- Origin: Seattle, WA, United States
- Genres: Punk rock, pop punk
- Years active: 1991–2001, 2018–Present
- Labels: eMpTy; Top Drawer; Munster; Mutant Pop; Red Scare Industries;
- Members: Denny Bartlett Ean Hernandez Josh Rubin

= Sicko (band) =

American rock group

Sicko is an American rock group from Seattle, Washington, formed in 1991. Exceptionally, the three-piece pop punk group has maintained a constant membership for every recording as a band. This line-up is Denny Bartlett (guitar, bass, vocals), Ean Hernandez (guitar, bass, vocals), and Josh Rubin (drums, brother of Aaron Rubin from The Mr. T Experience). Although the band wrote and recorded an extensive catalog of original material throughout the mid-1990s, the group is perhaps best known for its punk-flavored cover of the song "Closer To Fine", originally written and recorded by the folk duo Indigo Girls.

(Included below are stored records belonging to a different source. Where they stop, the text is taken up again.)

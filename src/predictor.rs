use crate::data_models::{FeatureTable, PredictionRow};
use crate::errors::SchemaError;
use crate::feature_contract::FeatureContract;
use crate::model::Model;
use log::debug;

/// Applies a model to feature rows through an explicit feature contract.
pub struct Predictor<M: Model> {
    model: M,
    contract: FeatureContract,
}

impl<M: Model> Predictor<M> {
    /// Fails if the model was trained on a different feature list than the
    /// contract declares.
    pub fn new(model: M, contract: FeatureContract) -> Result<Self, SchemaError> {
        contract.check_model_features(model.feature_names())?;
        Ok(Self { model, contract })
    }

    /// One prediction per row, in row order. The whole feature matrix is
    /// assembled before the model runs, so a schema problem yields no output.
    pub fn predict(&self, table: &FeatureTable) -> Result<Vec<PredictionRow>, SchemaError> {
        let bound = self.contract.bind(table)?;

        let matrix = table
            .rows
            .iter()
            .map(|row| {
                bound
                    .indices()
                    .iter()
                    .map(|&idx| {
                        row.values[idx].ok_or_else(|| SchemaError::MissingValue {
                            station_id: row.station_id.clone(),
                            timestamp: row.timestamp,
                            column: table.columns[idx].clone(),
                        })
                    })
                    .collect::<Result<Vec<f64>, SchemaError>>()
            })
            .collect::<Result<Vec<Vec<f64>>, SchemaError>>()?;
        debug!(
            "Built {}x{} feature matrix (contract v{})",
            matrix.len(),
            self.contract.len(),
            self.contract.version
        );

        let predictions = self.model.predict(&matrix);
        Ok(table
            .rows
            .iter()
            .zip(predictions)
            .map(|(row, predicted_ride_count)| PredictionRow {
                station_id: row.station_id.clone(),
                timestamp: row.timestamp,
                predicted_ride_count,
            })
            .collect())
    }
}

#[cfg(test)]
mod tests {
    use super::*;
    use crate::data_models::FeatureRow;
    use crate::feature_contract::CITIBIKE_FEATURES_V1;
    use crate::model::{LinearModel, ModelArtifact};
    use approx::assert_relative_eq;
    use chrono::{Duration, NaiveDate};

    fn hour_model() -> ModelArtifact {
        // predicts 10 + hour
        let mut coefficients = vec![0.0; 10];
        coefficients[1] = 1.0;
        ModelArtifact::Linear(LinearModel {
            feature_names: CITIBIKE_FEATURES_V1.iter().map(|s| s.to_string()).collect(),
            intercept: 10.0,
            coefficients,
        })
    }

    fn table(columns: &[&str], hours: &[i64]) -> FeatureTable {
        let start = NaiveDate::from_ymd_opt(2024, 5, 1)
            .unwrap()
            .and_hms_opt(0, 0, 0)
            .unwrap();
        let mut table = FeatureTable::new(columns.iter().map(|c| c.to_string()).collect());
        let hour_idx = table.column_index("hour");
        for &h in hours {
            let values = (0..columns.len())
                .map(|i| if Some(i) == hour_idx { Some(h as f64) } else { Some(1.0) })
                .collect();
            table.rows.push(FeatureRow {
                station_id: "S1".to_string(),
                timestamp: start + Duration::hours(h),
                values,
            });
        }
        table
    }

    #[test]
    fn test_predictions_align_with_rows() {
        let mut columns: Vec<&str> = vec!["temperature"];
        columns.extend(CITIBIKE_FEATURES_V1.iter().rev());
        let table = table(&columns, &[3, 4, 5]);

        let predictor = Predictor::new(hour_model(), FeatureContract::citibike_v1()).unwrap();
        let rows = predictor.predict(&table).unwrap();

        assert_eq!(rows.len(), 3);
        for (row, input) in rows.iter().zip(&table.rows) {
            assert_eq!(row.station_id, input.station_id);
            assert_eq!(row.timestamp, input.timestamp);
        }
        assert_relative_eq!(rows[0].predicted_ride_count, 13.0);
        assert_relative_eq!(rows[2].predicted_ride_count, 15.0);
    }

    #[test]
    fn test_missing_column_fails_before_any_output() {
        let columns: Vec<&str> = CITIBIKE_FEATURES_V1
            .iter()
            .copied()
            .filter(|c| *c != "lag_21")
            .collect();
        let table = table(&columns, &[1, 2]);

        let predictor = Predictor::new(hour_model(), FeatureContract::citibike_v1()).unwrap();
        let err = predictor.predict(&table).unwrap_err();
        assert_eq!(
            err,
            SchemaError::MissingColumns {
                version: 1,
                missing: vec!["lag_21".to_string()]
            }
        );
    }

    #[test]
    fn test_missing_value_is_reported() {
        let mut table = table(&CITIBIKE_FEATURES_V1, &[1, 2]);
        let lag_idx = table.column_index("lag_1").unwrap();
        table.rows[1].values[lag_idx] = None;

        let predictor = Predictor::new(hour_model(), FeatureContract::citibike_v1()).unwrap();
        match predictor.predict(&table).unwrap_err() {
            SchemaError::MissingValue { column, .. } => assert_eq!(column, "lag_1"),
            other => panic!("unexpected error: {other}"),
        }
    }

    #[test]
    fn test_contract_mismatch_rejected_at_construction() {
        let contract = FeatureContract::new(2, vec!["hour".to_string(), "lag_1".to_string()]);
        assert!(matches!(
            Predictor::new(hour_model(), contract),
            Err(SchemaError::ContractMismatch { version: 2, .. })
        ));
    }
}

Sicko released four full-length albums and five 7" eps as well as a retrospective CD with unreleased and rare material, a released demo and a tour video. They also appeared on approximately fourteen compilations on labels such as Lookout! Records and Liberation Records. They once exchanged covers with Cub. The vast majority of their recorded output was recorded by Kurt Bloch of The Fastbacks and released on Seattle-based punk label eMpTy Records. One EP and the retrospective CD were released on Mutant Pop Records. Three Sicko songs were featured on the Xbox game Project Gotham Racing 2 alongside artists like The Flaming Lips and Princess Superstar.

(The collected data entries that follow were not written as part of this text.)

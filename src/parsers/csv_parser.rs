use crate::data_models::{FeatureRow, FeatureTable, DATETIME_COLUMN, STATION_COLUMN};
use crate::errors::ParseError;
use crate::utils::{normalize_station_id, parse_feature_value, parse_timestamp};
use csv::ReaderBuilder;
use log::{debug, info, warn};
use std::fs::File;
use std::io::Read;
use std::path::Path;

/// Load the feature table at `file_path`, sorted ascending by timestamp.
///
/// The file must carry a header row with at least `start_station_id` and
/// `datetime`. Any timestamp that fails to parse aborts the whole load.
pub fn read_feature_table(file_path: &Path) -> Result<FeatureTable, ParseError> {
    debug!("Opening feature table {}", file_path.display());
    let file = File::open(file_path).map_err(|e| ParseError::IoError {
        path: file_path.to_path_buf(),
        source: e,
    })?;
    let table = read_feature_table_from_reader(file, file_path)?;
    info!(
        "Loaded {} feature rows across {} stations from {}",
        table.len(),
        table.station_count(),
        file_path.display()
    );
    Ok(table)
}

/// Same as [`read_feature_table`] over any reader. `source` is only used in
/// error messages.
pub fn read_feature_table_from_reader<R: Read>(
    reader: R,
    source: &Path,
) -> Result<FeatureTable, ParseError> {
    let mut reader = ReaderBuilder::new()
        .has_headers(true)
        .trim(csv::Trim::Headers)
        .from_reader(reader);

    let headers = reader
        .headers()
        .map_err(|e| ParseError::HeaderReadError {
            path: source.to_path_buf(),
            source: e,
        })?
        .clone();

    let find = |name: &str| -> Result<usize, ParseError> {
        headers
            .iter()
            .position(|h| h == name)
            .ok_or_else(|| ParseError::MissingColumn {
                path: source.to_path_buf(),
                column: name.to_string(),
            })
    };
    let station_idx = find(STATION_COLUMN)?;
    let datetime_idx = find(DATETIME_COLUMN)?;

    // (column name, source index) for every value column
    let value_columns: Vec<(String, usize)> = headers
        .iter()
        .enumerate()
        .filter(|(idx, _)| *idx != station_idx && *idx != datetime_idx)
        .map(|(idx, name)| (name.to_string(), idx))
        .collect();

    let mut table = FeatureTable::new(value_columns.iter().map(|(n, _)| n.clone()).collect());
    let mut skipped = 0usize;

    for (record_idx, result) in reader.records().enumerate() {
        // header is line 1
        let row_number = record_idx + 2;
        let record = result.map_err(|e| ParseError::RecordReadError {
            path: source.to_path_buf(),
            row: row_number,
            source: e,
        })?;

        let raw_ts = record.get(datetime_idx).unwrap_or("");
        let timestamp = parse_timestamp(raw_ts).map_err(|message| ParseError::TimestampParseError {
            path: source.to_path_buf(),
            row: row_number,
            value: raw_ts.to_string(),
            message,
        })?;

        let station_id = match normalize_station_id(record.get(station_idx).unwrap_or("")) {
            Some(id) => id,
            None => {
                debug!("Row {} has no station id, skipping", row_number);
                skipped += 1;
                continue;
            }
        };
        let values = value_columns
            .iter()
            .map(|(_, idx)| record.get(*idx).and_then(parse_feature_value))
            .collect();

        table.rows.push(FeatureRow {
            station_id,
            timestamp,
            values,
        });
    }

    if skipped > 0 {
        warn!(
            "Skipped {} rows without a station id in {}",
            skipped,
            source.display()
        );
    }
    table.sort_by_timestamp();
    Ok(table)
}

During its heyday - roughly 1993 to 1998 - Sicko actively played in numerous clubs throughout the Seattle area, and toured the United States, Spain, and Japan. A typical Sicko set would last about twenty songs lasting about 45–50 minutes, in a blistering, no-interruptions manner reminiscent of the Ramones or The Fastbacks (whose lo-fi style resembled Sicko, possibly in part due to Kurt Bloch's production input in the studio). Denny and Ean would typically switch places on the bass and guitar duties halfway through the set (and often handing each other their instruments while on stage). Sicko often split the bill with other bands that would eventually go on to achieve more national acclaim, including a show with Harvey Danger in 1994 at the (now defunct) Lake Union Pub, and several shows with The Presidents of the United States of America. The Sicko web site is still up at Sicko.com and was refreshed in October 2017.

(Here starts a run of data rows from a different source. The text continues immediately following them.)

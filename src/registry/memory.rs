use super::{ModelUri, RunQuery, RunRecord, TrackingStore};
use crate::errors::RegistryError;
use crate::model::ModelArtifact;
use std::collections::HashMap;

/// Tracking store held entirely in memory. Insertion order is the tie order
/// when two runs share a metric value.
#[derive(Debug, Clone, Default)]
pub struct InMemoryTrackingStore {
    experiments: Vec<(String, Vec<RunRecord>)>,
    models: HashMap<String, ModelArtifact>,
}

impl InMemoryTrackingStore {
    pub fn new() -> Self {
        Self::default()
    }

    pub fn create_experiment(&mut self, name: &str) {
        if !self.experiments.iter().any(|(n, _)| n == name) {
            self.experiments.push((name.to_string(), Vec::new()));
        }
    }

    /// Add a run, creating the experiment if needed. The run's
    /// `experiment_id` is set to the experiment name.
    pub fn add_run(&mut self, experiment_name: &str, mut run: RunRecord, artifact: Option<ModelArtifact>) {
        self.create_experiment(experiment_name);
        run.experiment_id = experiment_name.to_string();
        if let Some(artifact) = artifact {
            self.models.insert(run.run_id.clone(), artifact);
        }
        if let Some((_, runs)) = self.experiments.iter_mut().find(|(n, _)| n == experiment_name) {
            runs.push(run);
        }
    }
}

impl TrackingStore for InMemoryTrackingStore {
    async fn list_runs(
        &self,
        experiment_name: &str,
        query: &RunQuery,
    ) -> Result<Vec<RunRecord>, RegistryError> {
        let runs = self
            .experiments
            .iter()
            .find(|(n, _)| n == experiment_name)
            .map(|(_, runs)| runs.clone())
            .ok_or_else(|| RegistryError::ExperimentNotFound {
                name: experiment_name.to_string(),
            })?;
        Ok(query.apply(runs))
    }

    async fn load_model(&self, uri: &ModelUri) -> Result<ModelArtifact, RegistryError> {
        let artifact = self
            .models
            .get(uri.run_id())
            .cloned()
            .ok_or_else(|| RegistryError::ArtifactNotFound {
                uri: uri.to_string(),
            })?;
        artifact
            .validate()
            .map_err(|message| RegistryError::InvalidArtifact {
                uri: uri.to_string(),
                message,
            })?;
        Ok(artifact)
    }
}
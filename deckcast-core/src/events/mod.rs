//! Event system for the deck pipeline.
//!
//! # Event Flow
//!
//! 1. `DeckSupervisor` (one per deck) decodes streaming frames and emits
//!    `DeckFrame` -> `EventDispatcher`
//! 2. `EventDispatcher` applies `add`/`end` to the `RequestStore` and turns
//!    `play` into a `PlayRequest` -> `PlayAnnouncer`
//! 3. Anything that fails in a way an operator should see is raised as an
//!    `Alert` -> `AlertForwarder`
//!
//! Frames from one deck are dispatched in arrival order. There is no
//! ordering between decks.

pub mod channels;
pub mod types;

pub use channels::{
    AlertHandle, AlertReceiver, DEFAULT_CHANNEL_BUFFER, DeckFrameReceiver, DeckFrameSender,
    alert_channel, deck_frame_channel,
};

pub use types::{Alert, DeckEvent, DeckFrame, DeckId, PlayRequest};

On August 26, 2009, Red Scare Industries announced that they would be re-issuing the band's catalog digitally.

Sicko reformed to play one show on January 19, 2018, in support of the Seattle Pop Punk Festival.

On September 13, 2019, Sicko released a new compilation "In the Alternate Timeline" on Red Scare Records. In support, Sicko played shows in October and November 2019 in Seattle, Portland, San Francisco, and New York.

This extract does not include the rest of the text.